You can use the equation Kachon gave to find the initial rKE and final rKE, then take the difference in those to find the energy the character applied.
OK

ALSO, I can calculate the distance from one planet to another using the time it takes for a Normal rocket to arrive?
 
A character causes the ground to rip open and splits it in two halfs
How do I calc that?
Find the area of the split in m^2 (A)

Multiply A by 60 Mpa (60000000 N/m2)

Multiple that by the value to change tensile to shear force 0.6

Multiply your answer by diameter of the total area displaced (∆x)

The final formula would look like this: (A*60000000*.6)∆x = answer in Joules
 
Question. On what you said to answer Emerald's question, does it apply to my question as well? Or just a slightly different variation of the formula you gave?
 
Hey, hey, fanta here. Anybody has any idea on how I can calc this feat?


Find the radius of the crater (length-wise)

Find the depth (just use the average thickness of a person their age's back)

Since the crater is a half-ellipsoid, use this formula to find the volume of the crater: 2/3*pi*r*r*d = answer in cm^3

Multiply the volume by 655 J/cc (average destruction value of steel) and that is the result in Joules
 
Question. On what you said to answer Emerald's question, does it apply to my question as well? Or just a slightly different variation of the formula you gave?
Find the radius of the crater (length-wise)

Find the depth (just use the average thickness of a person their age's back)

Since the crater is a half-ellipsoid, use this formula to find the volume of the crater: 2/3*pi*r*r*d = answer in cm^3

Multiply the volume by 655 J/cc (average destruction value of steel) and that is the result in Joules
 
Find the radius of the crater (length-wise)

Find the depth (just use the average thickness of a person their age's back)

Since the crater is a half-ellipsoid, use this formula to find the volume of the crater: 2/3*pi*r*r*d = answer in cm^3

Multiply the volume by 655 J/cc (average destruction value of steel) and that is the result in Joules
This is yield strength, not v. frag. The steel panel's linework is also relatively intact, if it was v. fragged something that thin would be torn to tiny metal shards.
 
Find the area of the split in m^2 (A)

Multiply A by 60 Mpa (60000000 N/m2)

Multiple that by the value to change tensile to shear force 0.6

Multiply your answer by diameter of the total area displaced (∆x)

The final formula would look like this: (A*60000000*.6)∆x = answer in Joules
We don't allow that method for splits or cutting feats like this anymore. It was rejected on the Demon Slayer cutting blog.

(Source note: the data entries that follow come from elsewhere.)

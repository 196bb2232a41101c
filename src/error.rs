//! Unified error handling for the dawnbell crate
//!
//! This module provides a unified error type that consolidates all domain-specific
//! errors into a single `Error` enum, while maintaining the ability to use
//! domain-specific errors when needed.
//!
//! Contention and rate-limit outcomes are not errors in this crate: they are
//! returned as typed variants (`AcquireOutcome`, `Admission`, `TickOutcome`).
//! Only genuine failures land here.
//!
//! # Architecture
//!
//! - [`DawnbellErrorTrait`] - Common interface implemented by all error types
//! - [`ErrorCategory`] - Classification of errors for handling strategies
//! - [`Error`] - Unified error enum wrapping all domain-specific errors
//!
//! # Usage
//!
//! ```rust,ignore
//! use dawnbell::error::{Error, ErrorCategory, DawnbellErrorTrait};
//!
//! fn handle_error(err: Error) {
//!     if err.is_recoverable() {
//!         tracing::warn!(category = ?err.category(), "Retrying: {err}");
//!     }
//!     err.report("reserve");
//! }
//! ```

use thiserror::Error;

// Re-export domain-specific errors for convenience
pub use crate::executor::ExecutorError;
pub use crate::lock::LockError;
pub use crate::notifications::NotifyError;
pub use crate::ratelimit::RateLimitError;
pub use crate::scheduler::error::SchedulerError;
pub use crate::storage::LedgerError;

/// Common trait for all dawnbell error types
///
/// This trait provides a unified interface for error handling across
/// all modules, enabling consistent error processing strategies.
pub trait DawnbellErrorTrait: std::error::Error {
    /// Check if this error is recoverable (can be retried)
    fn is_recoverable(&self) -> bool;

    /// Get the error category for handling strategies
    fn category(&self) -> ErrorCategory;
}

/// Classification of errors for handling strategies
#[derive(Debug, Clone, Copy, PartialEq, Eq, Hash)]
pub enum ErrorCategory {
    /// Shared store unreachable or pool exhausted
    Backend,
    /// Broadcast content/delivery failed after the gate was won
    Executor,
    /// Client exceeded a rate window, or limiter state unavailable
    RateLimit,
    /// Configuration and validation errors
    Config,
    /// Outbound HTTP errors (notifier, executor transport)
    Network,
    /// Scheduler and timing errors
    Scheduler,
    /// Other/unknown errors
    Other,
}

impl ErrorCategory {
    /// Short lowercase label for logs and metrics
    pub fn as_str(&self) -> &'static str {
        match self {
            Self::Backend => "backend",
            Self::Executor => "executor",
            Self::RateLimit => "rate_limit",
            Self::Config => "config",
            Self::Network => "network",
            Self::Scheduler => "scheduler",
            Self::Other => "other",
        }
    }
}

/// Unified error type for the dawnbell crate
#[derive(Error, Debug)]
pub enum Error {
    /// Scheduler and timing errors
    #[error("Scheduler error: {0}")]
    Scheduler(#[from] SchedulerError),

    /// Reservation ledger errors
    #[error("Ledger error: {0}")]
    Ledger(#[from] LedgerError),

    /// Advisory lock errors
    #[error("Lock error: {0}")]
    Lock(#[from] LockError),

    /// Lock backend failure reported by an acquisition attempt
    #[error("Lock backend unavailable: {0}")]
    LockBackend(String),

    /// Broadcast executor errors
    #[error("Executor error: {0}")]
    Executor(#[from] ExecutorError),

    /// Notification delivery errors
    #[error("Notification error: {0}")]
    Notify(#[from] NotifyError),

    /// Rate limiter errors
    #[error("Rate limiter error: {0}")]
    RateLimit(#[from] RateLimitError),
}

impl DawnbellErrorTrait for Error {
    fn is_recoverable(&self) -> bool {
        match self {
            Self::Scheduler(e) => e.is_recoverable(),
            Self::Ledger(e) => e.is_recoverable(),
            Self::Lock(e) => e.is_recoverable(),
            Self::LockBackend(_) => true,
            Self::Executor(_) => false, // never retried within the same day
            Self::Notify(e) => e.is_recoverable(),
            Self::RateLimit(_) => true,
        }
    }

    fn category(&self) -> ErrorCategory {
        match self {
            Self::Scheduler(e) => e.category(),
            Self::Ledger(e) => e.category(),
            Self::Lock(e) => e.category(),
            Self::LockBackend(_) => ErrorCategory::Backend,
            Self::Executor(_) => ErrorCategory::Executor,
            Self::Notify(e) => e.category(),
            Self::RateLimit(_) => ErrorCategory::RateLimit,
        }
    }
}

impl Error {
    /// Log a handled failure with its category and count it in
    /// `dawnbell_errors_total{operation, category}`
    pub fn report(&self, operation: &str) {
        let category = self.category();
        let recoverable = self.is_recoverable();
        crate::metrics::record_error(operation, category.as_str());

        if recoverable {
            tracing::warn!(operation, category = category.as_str(), recoverable, error = %self, "Operation failed");
        } else {
            tracing::error!(operation, category = category.as_str(), recoverable, error = %self, "Operation failed");
        }
    }
}

/// Result type alias using the unified Error type
pub type Result<T> = std::result::Result<T, Error>;
use std::sync::Arc;

use anyhow::{Context, Result};

use dawnbell::config::Config;
use dawnbell::coordinator::CoordinatorServer;
use dawnbell::metrics;
use dawnbell::ratelimit::RateLimiter;
use dawnbell::scheduler::BroadcastScheduler;

use super::build_components;

/// Parameters for the serve command
#[derive(Debug, Clone, Default)]
pub struct ServeParams {
    /// Override for `server.bind_address`
    pub bind: Option<String>,

    /// Force the internal scheduler loop on
    pub internal_scheduler: bool,
}

/// Start the trigger/status server
pub async fn serve(config: Config, params: ServeParams) -> Result<()> {
    let mut server_config = config.server.clone();
    if let Some(bind) = params.bind {
        server_config.bind_address = bind
            .parse()
            .with_context(|| format!("Invalid bind address: {bind}"))?;
    }

    if let Err(e) = metrics::init_metrics() {
        tracing::warn!("Failed to initialize metrics: {}", e);
    }

    let components = build_components(&config)?;
    if let Some(database) = &components.database {
        database
            .init_schema()
            .await
            .context("Failed to prepare reservation schema")?;
    }

    let run_scheduler = params.internal_scheduler || config.schedule.enable_internal_scheduler;
    let scheduler = BroadcastScheduler::new(Arc::clone(&components.gate))
        .with_check_interval(config.schedule.check_interval())?;
    let limiter = RateLimiter::from_config(&config.rate_limit);

    let mut server = CoordinatorServer::new(server_config, components.gate)
        .context("Failed to create server")?
        .with_rate_limiter(Some(Arc::new(limiter)))
        .with_scheduler(Arc::new(scheduler), run_scheduler)
        .with_sweep_interval(config.rate_limit.sweep_interval())?;
    if let Some(database) = components.database {
        server = server.with_database(database);
    }

    let info = server.info();
    println!("{}", info.display());
    println!();
    println!("API Endpoints:");
    println!("  POST /api/manual_broadcast  - Manual, auto-schedule or test trigger");
    println!("  ANY  /wake                  - Keep-alive ping");
    println!("  GET  /api/broadcast_status  - Window and today's reservations");
    println!("  GET  /api/scheduler_status  - Internal scheduler loop");
    println!("  GET  /health                - Health check");
    println!("  GET  /metrics               - Prometheus metrics endpoint");
    println!();
    println!("Listening on http://{}", info.bind_address);
    println!("Press Ctrl+C to stop.\n");

    server
        .start_with_shutdown(async {
            match tokio::signal::ctrl_c().await {
                Ok(()) => {
                    tracing::info!("Shutdown signal received");
                }
                Err(e) => {
                    tracing::error!("Failed to wait for Ctrl+C: {}", e);
                }
            }
        })
        .await?;

    println!("Server stopped.");
    Ok(())
}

Splitting in general is considered incalculable simply because of its wildy upredictable formation.

But as a low-ball, just find the volume of the split (Width of the crack, depth of the crack, length of the crack) and then multiply it with the destruction value based on how severe the destruction is.
 
Yield strength is 350 MPa, right? And the only thing I have the change from what Kachon told me to do is not use 655 J/cc? Just making sure right now so I don't ask dumb questions later on.
 
I got a hypothetical question that needs to be answered. Say you have a feat that has one character destroy something. In text, so no visuals, however, the thing in question that was destroyed was described as something that can be found in real-life and you can use low-ball height and width, but, well... can't find thickness/depth anywhere since there is no standard for it irl.

What can I do? Just assume the thickness of whatever body part was used to break the thing, or is there some other way?
 
I got a hypothetical question that needs to be answered. Say you have a feat that has one character destroy something. In text, so no visuals, however, the thing in question that was destroyed was described as something that can be found in real-life and you can use low-ball height and width, but, well... can't find thickness/depth anywhere since there is no standard for it irl.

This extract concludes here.